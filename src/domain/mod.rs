// ==========================================
// 制造运营管理系统 - 领域模型层
// ==========================================
// 职责: 定义领域实体、类型
// 红线: 不含数据访问逻辑,不含流程编排逻辑
// ==========================================

pub mod credentials;
pub mod schedule;
pub mod types;
pub mod work_order;

// 重导出核心类型
pub use credentials::Credentials;
pub use schedule::ScheduleItem;
pub use types::{DetailField, NotificationKind, WorkOrderStatus};
pub use work_order::{DateRangeError, DetailKey, WorkOrder, WorkOrderDetail};
use crate::domain::types::WorkOrderStatus;
use crate::domain::work_order::WorkOrder;
use crate::repository::error::{RepositoryError, RepositoryResult};
use crate::repository::{date_column, datetime_column, DATETIME_FORMAT, DATE_FORMAT};
use chrono::NaiveDateTime;
use rusqlite::{params, Connection, OptionalExtension};
use std::sync::{Arc, Mutex};

const SELECT_COLUMNS: &str = r#"SELECT work_order_id, product_manager_id, date_start, date_end,
                                       work_order_status, client_ref, created_at
                                FROM work_order"#;

// ==========================================
// WorkOrderRepository - 工单仓储
// ==========================================
pub struct WorkOrderRepository {
    conn: Arc<Mutex<Connection>>,
}

impl WorkOrderRepository {
    /// 创建新的WorkOrderRepository实例
    pub fn new(conn: Arc<Mutex<Connection>>) -> Self {
        Self { conn }
    }

    /// 获取数据库连接
    fn get_conn(&self) -> RepositoryResult<std::sync::MutexGuard<Connection>> {
        self.conn
            .lock()
            .map_err(|e| RepositoryError::LockError(e.to_string()))
    }

    /// 创建工单
    ///
    /// # 参数
    /// - `work_order_id`: 服务端生成的工单ID
    /// - `work_order`: 工单载荷
    /// - `created_at`: 落库时间
    pub fn insert(
        &self,
        work_order_id: &str,
        work_order: &WorkOrder,
        created_at: NaiveDateTime,
    ) -> RepositoryResult<String> {
        let conn = self.get_conn()?;

        conn.execute(
            r#"INSERT INTO work_order (
                work_order_id, product_manager_id, date_start, date_end,
                work_order_status, client_ref, created_at
            ) VALUES (?, ?, ?, ?, ?, ?, ?)"#,
            params![
                work_order_id,
                work_order.product_manager_id(),
                work_order.date_start().format(DATE_FORMAT).to_string(),
                work_order.date_end().format(DATE_FORMAT).to_string(),
                work_order.status.as_str(),
                &work_order.client_ref,
                created_at.format(DATETIME_FORMAT).to_string(),
            ],
        )?;

        Ok(work_order_id.to_string())
    }

    /// 按work_order_id查询工单
    pub fn find_by_id(&self, work_order_id: &str) -> RepositoryResult<Option<WorkOrder>> {
        let conn = self.get_conn()?;

        let sql = format!("{} WHERE work_order_id = ?", SELECT_COLUMNS);
        let work_order = conn
            .query_row(&sql, params![work_order_id], map_row)
            .optional()?;

        Ok(work_order)
    }

    /// 按客户端幂等键查询工单
    pub fn find_by_client_ref(&self, client_ref: &str) -> RepositoryResult<Option<WorkOrder>> {
        let conn = self.get_conn()?;

        let sql = format!("{} WHERE client_ref = ?", SELECT_COLUMNS);
        let work_order = conn
            .query_row(&sql, params![client_ref], map_row)
            .optional()?;

        Ok(work_order)
    }

    /// 查询某个生产经理的全部工单（按创建时间降序）
    pub fn list_by_manager(&self, product_manager_id: &str) -> RepositoryResult<Vec<WorkOrder>> {
        let conn = self.get_conn()?;

        let sql = format!(
            "{} WHERE product_manager_id = ? ORDER BY created_at DESC, work_order_id",
            SELECT_COLUMNS
        );
        let mut stmt = conn.prepare(&sql)?;
        let work_orders = stmt
            .query_map(params![product_manager_id], map_row)?
            .collect::<Result<Vec<WorkOrder>, _>>()?;

        Ok(work_orders)
    }

    /// 查询孤儿工单：明细从未提交（details_committed_at 为空）、且创建时间早于 `created_before`
    ///
    /// 两阶段保存的第二阶段失败后，父工单会以未提交明细的状态残留在库中；
    /// 已提交零明细的工单是正常保存结果，不计入
    pub fn find_orphans(&self, created_before: NaiveDateTime) -> RepositoryResult<Vec<WorkOrder>> {
        let conn = self.get_conn()?;

        let sql = format!(
            r#"{} WHERE created_at < ?
                 AND details_committed_at IS NULL
               ORDER BY created_at"#,
            SELECT_COLUMNS
        );
        let mut stmt = conn.prepare(&sql)?;
        let work_orders = stmt
            .query_map(
                params![created_before.format(DATETIME_FORMAT).to_string()],
                map_row,
            )?
            .collect::<Result<Vec<WorkOrder>, _>>()?;

        Ok(work_orders)
    }

    /// 删除孤儿工单
    ///
    /// # 返回
    /// - `Ok(n)`: 删除的工单数量
    pub fn delete_orphans(&self, created_before: NaiveDateTime) -> RepositoryResult<usize> {
        let conn = self.get_conn()?;

        let affected = conn.execute(
            r#"DELETE FROM work_order
               WHERE created_at < ?
                 AND details_committed_at IS NULL"#,
            params![created_before.format(DATETIME_FORMAT).to_string()],
        )?;

        Ok(affected)
    }
}

/// 映射数据库行到WorkOrder对象
fn map_row(row: &rusqlite::Row) -> rusqlite::Result<WorkOrder> {
    let date_start = date_column(row, 2)?;
    let date_end = date_column(row, 3)?;
    let status = WorkOrderStatus::from_str(&row.get::<_, String>(4)?);

    let mut work_order =
        WorkOrder::from_parts(row.get::<_, String>(1)?, date_start, date_end, status).map_err(
            |e| rusqlite::Error::FromSqlConversionFailure(2, rusqlite::types::Type::Text, Box::new(e)),
        )?;
    work_order.work_order_id = Some(row.get(0)?);
    work_order.client_ref = row.get(5)?;
    work_order.created_at = Some(datetime_column(row, 6)?);

    Ok(work_order)
}
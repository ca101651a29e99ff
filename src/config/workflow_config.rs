// ==========================================
// 制造运营管理系统 - 工单工作流配置快照
// ==========================================
// 由 ConfigManager::load_workflow_config 从 config_kv 读取
// ==========================================

use std::time::Duration;

use chrono::{FixedOffset, Offset, Utc};
use serde::{Deserialize, Serialize};

use crate::engine::save_coordinator::SaveConfig;
use crate::engine::session::SessionConfig;

#[derive(Debug, Clone, PartialEq, Eq, Serialize, Deserialize)]
#[serde(default)]
pub struct WorkflowConfig {
    /// 保存成功到完成回调的延时（毫秒）
    pub save_success_delay_ms: u64,
    /// 单次远程调用超时（毫秒）
    pub remote_timeout_ms: u64,
    /// 工厂时区相对 UTC 的偏移（分钟）
    pub plant_utc_offset_minutes: i32,
    /// 阶段1是否携带幂等键
    pub idempotent_create: bool,
    /// 孤儿工单宽限期（分钟）
    pub orphan_grace_minutes: i64,
    /// HTTP 远程存储根地址
    pub remote_base_url: String,
}

impl Default for WorkflowConfig {
    fn default() -> Self {
        Self {
            save_success_delay_ms: 4_000,
            remote_timeout_ms: 15_000,
            plant_utc_offset_minutes: 0,
            idempotent_create: true,
            orphan_grace_minutes: 60,
            remote_base_url: "http://127.0.0.1:8080/api".to_string(),
        }
    }
}

impl WorkflowConfig {
    pub fn save_success_delay(&self) -> Duration {
        Duration::from_millis(self.save_success_delay_ms)
    }

    pub fn remote_timeout(&self) -> Duration {
        Duration::from_millis(self.remote_timeout_ms)
    }

    pub fn orphan_grace(&self) -> chrono::Duration {
        chrono::Duration::minutes(self.orphan_grace_minutes.max(0))
    }

    /// 工厂时区偏移；超出 ±24h 时回退为 UTC
    pub fn plant_offset(&self) -> FixedOffset {
        match FixedOffset::east_opt(self.plant_utc_offset_minutes.saturating_mul(60)) {
            Some(offset) => offset,
            None => {
                tracing::warn!(
                    plant_utc_offset_minutes = self.plant_utc_offset_minutes,
                    "工厂时区偏移无效，回退为 UTC"
                );
                Utc.fix()
            }
        }
    }

    pub fn save_config(&self) -> SaveConfig {
        SaveConfig {
            remote_timeout: self.remote_timeout(),
            idempotent_create: self.idempotent_create,
        }
    }

    pub fn session_config(&self) -> SessionConfig {
        SessionConfig {
            save: self.save_config(),
            success_delay: self.save_success_delay(),
            plant_offset: self.plant_offset(),
        }
    }
}
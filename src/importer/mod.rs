// ==========================================
// 制造运营管理系统 - 导入层
// ==========================================
// 职责: 主生产计划目录的外部数据导入（CSV）
// ==========================================

pub mod error;
pub mod schedule_csv;

pub use error::{ImportError, ImportResult};
pub use schedule_csv::{ImportSummary, ScheduleCsvImporter};
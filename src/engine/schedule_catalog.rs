// ==========================================
// 制造运营管理系统 - 主生产计划目录
// ==========================================
// 职责: 拉取并持有只读的主生产计划列表
// 规则: 每次激活整体替换；不取消在途请求，以"最后完成"为准
// 标记: 每次拉取分配代号，旧请求晚到覆盖新结果时记 warn
// ==========================================

use std::sync::atomic::{AtomicU64, Ordering};
use std::sync::{PoisonError, RwLock};
use std::time::Duration;

use crate::domain::credentials::Credentials;
use crate::domain::schedule::ScheduleItem;
use crate::engine::error::FailureReason;
use crate::remote::WorkOrderRemote;

#[derive(Debug, Default)]
pub struct ScheduleCatalog {
    items: RwLock<Vec<ScheduleItem>>,
    issued: AtomicU64,
    applied: AtomicU64,
    stale_overwrites: AtomicU64,
}

impl ScheduleCatalog {
    pub fn new() -> Self {
        Self::default()
    }

    /// 拉取完整目录并替换当前列表
    ///
    /// # 返回
    /// - Ok(usize): 新列表条目数
    /// - Err(FailureReason): 拉取失败，原列表保持不变
    pub async fn refresh(
        &self,
        remote: &dyn WorkOrderRemote,
        credentials: &Credentials,
        timeout: Duration,
    ) -> Result<usize, FailureReason> {
        let generation = self.issued.fetch_add(1, Ordering::SeqCst) + 1;
        tracing::debug!(generation, "开始拉取主生产计划目录");

        let response = match tokio::time::timeout(timeout, remote.fetch_schedule_catalog(credentials)).await {
            Err(_) => {
                return Err(FailureReason::timeout(timeout))
            }
            Ok(Err(e)) => return Err(FailureReason::Transport(e.to_string())),
            Ok(Ok(response)) => response,
        };

        let items = response.result.ok_or(FailureReason::EmptyResult {
            message: response.message,
        })?;

        Ok(self.apply(generation, items))
    }

    fn apply(&self, generation: u64, items: Vec<ScheduleItem>) -> usize {
        let mut guard = self.items.write().unwrap_or_else(PoisonError::into_inner);

        let latest = self.issued.load(Ordering::SeqCst);
        if generation < latest {
            self.stale_overwrites.fetch_add(1, Ordering::SeqCst);
            tracing::warn!(
                generation,
                latest,
                "旧的目录请求晚于新请求完成，仍以最后完成的结果为准"
            );
        }

        let count = items.len();
        *guard = items;
        self.applied.store(generation, Ordering::SeqCst);

        tracing::info!(generation, count, "主生产计划目录已更新");
        count
    }

    /// 当前目录快照
    pub fn items(&self) -> Vec<ScheduleItem> {
        self.items
            .read()
            .unwrap_or_else(PoisonError::into_inner)
            .clone()
    }

    pub fn find(&self, mps_id: &str) -> Option<ScheduleItem> {
        self.items
            .read()
            .unwrap_or_else(PoisonError::into_inner)
            .iter()
            .find(|item| item.mps_id == mps_id)
            .cloned()
    }

    pub fn contains(&self, mps_id: &str) -> bool {
        self.find(mps_id).is_some()
    }

    pub fn len(&self) -> usize {
        self.items.read().unwrap_or_else(PoisonError::into_inner).len()
    }

    pub fn is_empty(&self) -> bool {
        self.len() == 0
    }

    /// 当前列表来自第几次拉取（0 表示从未成功）
    pub fn applied_generation(&self) -> u64 {
        self.applied.load(Ordering::SeqCst)
    }

    /// 旧请求覆盖新结果的次数
    pub fn stale_overwrites(&self) -> u64 {
        self.stale_overwrites.load(Ordering::SeqCst)
    }
}
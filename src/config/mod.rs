// ==========================================
// 制造运营管理系统 - 配置层
// ==========================================
// 职责: 工作流配置读取与覆写
// 存储: config_kv 表
// ==========================================

pub mod config_manager;
pub mod workflow_config;

// 重导出核心配置管理器
pub use config_manager::{config_keys, ConfigManager};
pub use workflow_config::WorkflowConfig;
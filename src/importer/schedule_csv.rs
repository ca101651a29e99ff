// ==========================================
// 制造运营管理系统 - 主生产计划 CSV 导入
// ==========================================
// 表头: mps_id, product_name, date_start, date_end, quantity
//       （同时接受 mpsID / productName / dateStart / dateEnd）
// 日期: YYYY-MM-DD，可为空
// 规则: 整批解析通过后才写入；写入为单事务，任一行解析或写入失败则整批不落库
// ==========================================

use std::fs::File;
use std::io::Read;
use std::path::Path;

use chrono::NaiveDate;
use csv::ReaderBuilder;
use serde::Deserialize;

use crate::api::WorkOrderApi;
use crate::domain::schedule::ScheduleItem;
use crate::importer::error::{ImportError, ImportResult};

#[derive(Debug, Deserialize)]
struct RawScheduleRow {
    #[serde(alias = "mpsID")]
    mps_id: String,
    #[serde(default, alias = "productName")]
    product_name: String,
    #[serde(default, alias = "dateStart")]
    date_start: String,
    #[serde(default, alias = "dateEnd")]
    date_end: String,
    #[serde(default)]
    quantity: String,
}

/// 导入汇总
#[derive(Debug, Clone, Default, PartialEq, Eq)]
pub struct ImportSummary {
    pub total_rows: usize,
    pub imported: usize,
    pub skipped_blank: usize,
}

pub struct ScheduleCsvImporter;

impl ScheduleCsvImporter {
    /// 解析 CSV 文件
    pub fn parse_file(path: &Path) -> ImportResult<(Vec<ScheduleItem>, ImportSummary)> {
        if !path.exists() {
            return Err(ImportError::FileNotFound(path.display().to_string()));
        }
        if let Some(ext) = path.extension() {
            if !ext.eq_ignore_ascii_case("csv") {
                return Err(ImportError::UnsupportedFormat(
                    ext.to_string_lossy().to_string(),
                ));
            }
        }

        let file = File::open(path)?;
        Self::parse_reader(file)
    }

    /// 从任意 reader 解析
    pub fn parse_reader<R: Read>(reader: R) -> ImportResult<(Vec<ScheduleItem>, ImportSummary)> {
        let mut reader = ReaderBuilder::new()
            .has_headers(true)
            .trim(csv::Trim::All)
            .from_reader(reader);

        let mut items = Vec::new();
        let mut summary = ImportSummary::default();

        for (idx, result) in reader.deserialize::<RawScheduleRow>().enumerate() {
            // 行号从 2 开始（第 1 行为表头）
            let row_no = idx + 2;
            let raw = result?;
            summary.total_rows += 1;

            if raw.mps_id.is_empty() {
                if raw.product_name.is_empty() && raw.quantity.is_empty() {
                    summary.skipped_blank += 1;
                    continue;
                }
                return Err(ImportError::PrimaryKeyMissing(row_no));
            }

            items.push(Self::map_row(row_no, raw)?);
        }

        Ok((items, summary))
    }

    fn map_row(row_no: usize, raw: RawScheduleRow) -> ImportResult<ScheduleItem> {
        let date_start = parse_optional_date(row_no, "date_start", &raw.date_start)?;
        let date_end = parse_optional_date(row_no, "date_end", &raw.date_end)?;

        if let (Some(start), Some(end)) = (date_start, date_end) {
            if start > end {
                return Err(ImportError::ValueError {
                    row: row_no,
                    field: "date_end".to_string(),
                    message: format!("结束日期 {} 早于开始日期 {}", end, start),
                });
            }
        }

        let quantity = if raw.quantity.is_empty() {
            0
        } else {
            raw.quantity
                .parse::<i64>()
                .map_err(|e| ImportError::ValueError {
                    row: row_no,
                    field: "quantity".to_string(),
                    message: e.to_string(),
                })?
        };
        if quantity < 0 {
            return Err(ImportError::ValueError {
                row: row_no,
                field: "quantity".to_string(),
                message: format!("数量不能为负: {}", quantity),
            });
        }

        Ok(ScheduleItem {
            mps_id: raw.mps_id,
            product_name: raw.product_name,
            date_start,
            date_end,
            quantity,
        })
    }

    /// 写入存储（单事务）
    pub fn import(api: &WorkOrderApi, items: &[ScheduleItem]) -> ImportResult<usize> {
        let count = api
            .upsert_schedule_items(items)
            .map_err(ImportError::StoreError)?;

        tracing::info!(count, "主生产计划导入完成");
        Ok(count)
    }
}

fn parse_optional_date(row: usize, field: &str, value: &str) -> ImportResult<Option<NaiveDate>> {
    if value.is_empty() {
        return Ok(None);
    }
    NaiveDate::parse_from_str(value, "%Y-%m-%d")
        .map(Some)
        .map_err(|_| ImportError::DateFormatError {
            row,
            field: field.to_string(),
            value: value.to_string(),
        })
}
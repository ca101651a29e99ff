use crate::domain::schedule::ScheduleItem;
use crate::repository::error::{RepositoryError, RepositoryResult};
use crate::repository::{optional_date_column, DATE_FORMAT};
use rusqlite::{params, Connection, OptionalExtension};
use std::sync::{Arc, Mutex};

// ==========================================
// ScheduleItemRepository - 主生产计划仓储
// ==========================================
// 工单流程只读；写入仅用于目录维护/初始化
pub struct ScheduleItemRepository {
    conn: Arc<Mutex<Connection>>,
}

impl ScheduleItemRepository {
    /// 创建新的ScheduleItemRepository实例
    pub fn new(conn: Arc<Mutex<Connection>>) -> Self {
        Self { conn }
    }

    /// 获取数据库连接
    fn get_conn(&self) -> RepositoryResult<std::sync::MutexGuard<Connection>> {
        self.conn
            .lock()
            .map_err(|e| RepositoryError::LockError(e.to_string()))
    }

    /// 新增或覆盖主生产计划条目
    pub fn upsert(&self, item: &ScheduleItem) -> RepositoryResult<()> {
        let conn = self.get_conn()?;
        upsert_row(&conn, item)?;
        Ok(())
    }

    /// 批量新增或覆盖（单事务，任一条失败则整批回滚）
    ///
    /// # 返回
    /// - `Ok(n)`: 写入条目数
    pub fn upsert_batch(&self, items: &[ScheduleItem]) -> RepositoryResult<usize> {
        let mut conn = self.get_conn()?;
        let tx = conn
            .transaction()
            .map_err(|e| RepositoryError::DatabaseTransactionError(e.to_string()))?;

        for item in items {
            upsert_row(&tx, item)?;
        }

        tx.commit()
            .map_err(|e| RepositoryError::DatabaseTransactionError(e.to_string()))?;

        Ok(items.len())
    }

    /// 按mps_id查询
    pub fn find_by_id(&self, mps_id: &str) -> RepositoryResult<Option<ScheduleItem>> {
        let conn = self.get_conn()?;

        let item = conn
            .query_row(
                r#"SELECT mps_id, product_name, date_start, date_end, quantity
                   FROM master_production_schedule
                   WHERE mps_id = ?"#,
                params![mps_id],
                map_row,
            )
            .optional()?;

        Ok(item)
    }

    /// 查询全部主生产计划
    pub fn list_all(&self) -> RepositoryResult<Vec<ScheduleItem>> {
        let conn = self.get_conn()?;

        let mut stmt = conn.prepare(
            r#"SELECT mps_id, product_name, date_start, date_end, quantity
               FROM master_production_schedule
               ORDER BY date_start IS NULL, date_start, mps_id"#,
        )?;

        let items = stmt
            .query_map([], map_row)?
            .collect::<Result<Vec<ScheduleItem>, _>>()?;

        Ok(items)
    }
}

fn upsert_row(conn: &Connection, item: &ScheduleItem) -> rusqlite::Result<usize> {
    conn.execute(
        r#"INSERT INTO master_production_schedule (
            mps_id, product_name, date_start, date_end, quantity
        ) VALUES (?1, ?2, ?3, ?4, ?5)
        ON CONFLICT(mps_id) DO UPDATE SET
            product_name = ?2, date_start = ?3, date_end = ?4, quantity = ?5"#,
        params![
            &item.mps_id,
            &item.product_name,
            item.date_start.map(|d| d.format(DATE_FORMAT).to_string()),
            item.date_end.map(|d| d.format(DATE_FORMAT).to_string()),
            item.quantity,
        ],
    )
}

fn map_row(row: &rusqlite::Row) -> rusqlite::Result<ScheduleItem> {
    Ok(ScheduleItem {
        mps_id: row.get(0)?,
        product_name: row.get(1)?,
        date_start: optional_date_column(row, 2)?,
        date_end: optional_date_column(row, 3)?,
        quantity: row.get(4)?,
    })
}
// ==========================================
// 制造运营管理系统 - 仓储层错误类型
// ==========================================
// 约束冲突按表/列细分：client_ref 重复单独识别，便于存储端幂等处理
// ==========================================

use thiserror::Error;

#[derive(Error, Debug)]
pub enum RepositoryError {
    #[error("记录未找到: {entity} with id={id}")]
    NotFound { entity: String, id: String },

    #[error("数据库锁获取失败: {0}")]
    LockError(String),

    #[error("数据库事务失败: {0}")]
    DatabaseTransactionError(String),

    #[error("数据库查询失败: {0}")]
    DatabaseQueryError(String),

    #[error("幂等键重复: {0}")]
    DuplicateClientRef(String),

    #[error("唯一约束违反: {0}")]
    UniqueConstraintViolation(String),

    /// 明细引用了不存在的工单或主生产计划
    #[error("外键约束违反: {0}")]
    ForeignKeyViolation(String),

    /// 工单日期窗口倒置（date_start > date_end）
    #[error("检查约束违反: {0}")]
    CheckConstraintViolation(String),

    #[error("字段值错误 (field={field}): {message}")]
    FieldValueError { field: String, message: String },
}

impl From<rusqlite::Error> for RepositoryError {
    fn from(err: rusqlite::Error) -> Self {
        match err {
            rusqlite::Error::SqliteFailure(_, Some(msg)) => {
                if msg.contains("UNIQUE") && msg.contains("client_ref") {
                    RepositoryError::DuplicateClientRef(msg)
                } else if msg.contains("UNIQUE") {
                    RepositoryError::UniqueConstraintViolation(msg)
                } else if msg.contains("FOREIGN KEY") {
                    RepositoryError::ForeignKeyViolation(msg)
                } else if msg.contains("CHECK") {
                    RepositoryError::CheckConstraintViolation(msg)
                } else {
                    RepositoryError::DatabaseQueryError(msg)
                }
            }
            rusqlite::Error::QueryReturnedNoRows => RepositoryError::NotFound {
                entity: "row".to_string(),
                id: "-".to_string(),
            },
            _ => RepositoryError::DatabaseQueryError(err.to_string()),
        }
    }
}

pub type RepositoryResult<T> = Result<T, RepositoryError>;
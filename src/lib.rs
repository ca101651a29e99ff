// ==========================================
// 制造运营管理系统 - 工单核心库
// ==========================================
// 范围: 新建工单工作流（工单 + 明细 + 主生产计划目录）
// 技术栈: Rust + SQLite + tokio
// ==========================================

// 初始化国际化系统
rust_i18n::i18n!("locales", fallback = "zh-CN");

// ==========================================
// 模块声明
// ==========================================

// 领域层 - 实体与类型
pub mod domain;

// 数据仓储层 - 数据访问
pub mod repository;

// 引擎层 - 工单工作流
pub mod engine;

// 远程存储适配层
pub mod remote;

// 导入层 - 外部数据
pub mod importer;

// 配置层 - 系统配置
pub mod config;

// 数据库基础设施（连接初始化/PRAGMA 统一/建表）
pub mod db;

// 日志系统
pub mod logging;

// 国际化
pub mod i18n;

// API 层 - 存储端接口
pub mod api;

// 应用层 - 组装
pub mod app;

// ==========================================
// 重导出核心类型
// ==========================================

// 领域类型
pub use domain::{
    Credentials, DateRangeError, DetailField, DetailKey, NotificationKind, ScheduleItem,
    WorkOrder, WorkOrderDetail, WorkOrderStatus,
};

// 引擎
pub use engine::{
    CreateWorkOrderSession, DateRangeValidator, DetailListEditor, LoadingGate, Notification,
    NotificationSink, SaveOutcome, SaveState, SaveTransactionCoordinator, ScheduleCatalog,
};

// 远程存储
pub use remote::{HttpRemote, LocalRemote, RemoteResponse, WorkOrderRemote};

// API
pub use api::WorkOrderApi;

// ==========================================
// 常量定义
// ==========================================

// 系统版本
pub const VERSION: &str = env!("CARGO_PKG_VERSION");

// 系统名称
pub const APP_NAME: &str = "制造运营管理系统 - 工单";
// ==========================================
// 制造运营管理系统 - 应用层
// ==========================================
// 职责: 组装存储、配置与远程适配器，供二进制入口使用
// ==========================================

pub mod state;

// 重导出
pub use state::{get_default_db_path, AppState};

#####

About this exercise
Lines with "WorkflowConfig": return each one from the data above.

Answer section
pub struct WorkflowConfig {
impl Default for WorkflowConfig {
impl WorkflowConfig {
pub use workflow_config::WorkflowConfig;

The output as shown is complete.